Dataset entries:
=== Begin Enclosure ===

//! Case conversion between column names (snake_case) and domain field names.

use crate::config::KeyCase;

/// e.g. "warehouse_id" -> "warehouseId", "created_at" -> "createdAt"
pub fn to_camel_case(s: &str) -> String {
    let mut out = String::with_capacity(s.len());
    let mut capitalize_next = false;
    for c in s.chars() {
        if c == '_' {
            capitalize_next = !out.is_empty();
        } else if capitalize_next {
            out.extend(c.to_uppercase());
            capitalize_next = false;
        } else {
            out.push(c);
        }
    }
    out
}

/// e.g. "warehouseId" -> "warehouse_id", "createdAt" -> "created_at"
pub fn to_snake_case(s: &str) -> String {
    let mut out = String::with_capacity(s.len() + 4);
    for (i, c) in s.chars().enumerate() {
        if c.is_uppercase() {
            if i > 0 {
                out.push('_');
            }
            out.extend(c.to_lowercase());
        } else {
            out.push(c);
        }
    }
    out
}

impl KeyCase {
    /// Field name for a column under this case style.
    pub fn field_for(self, column: &str) -> String {
        match self {
            KeyCase::Camel => to_camel_case(column),
            KeyCase::Snake => column.to_string(),
        }
    }

    /// Column name for a field under this case style.
    pub fn column_for(self, field: &str) -> String {
        match self {
            KeyCase::Camel => to_snake_case(field),
            KeyCase::Snake => field.to_string(),
        }
    }
}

=== End Enclosure ===

What is needed
Repeat the entries shown above, every one, word for word.

Answer space
//! Case conversion between column names (snake_case) and domain field names.

use crate::config::KeyCase;

/// e.g. "warehouse_id" -> "warehouseId", "created_at" -> "createdAt"
pub fn to_camel_case(s: &str) -> String {
    let mut out = String::with_capacity(s.len());
    let mut capitalize_next = false;
    for c in s.chars() {
        if c == '_' {
            capitalize_next = !out.is_empty();
        } else if capitalize_next {
            out.extend(c.to_uppercase());
            capitalize_next = false;
        } else {
            out.push(c);
        }
    }
    out
}

/// e.g. "warehouseId" -> "warehouse_id", "createdAt" -> "created_at"
pub fn to_snake_case(s: &str) -> String {
    let mut out = String::with_capacity(s.len() + 4);
    for (i, c) in s.chars().enumerate() {
        if c.is_uppercase() {
            if i > 0 {
                out.push('_');
            }
            out.extend(c.to_lowercase());
        } else {
            out.push(c);
        }
    }
    out
}

impl KeyCase {
    /// Field name for a column under this case style.
    pub fn field_for(self, column: &str) -> String {
        match self {
            KeyCase::Camel => to_camel_case(column),
            KeyCase::Snake => column.to_string(),
        }
    }

    /// Column name for a field under this case style.
    pub fn column_for(self, field: &str) -> String {
        match self {
            KeyCase::Camel => to_snake_case(field),
            KeyCase::Snake => field.to_string(),
        }
    }
}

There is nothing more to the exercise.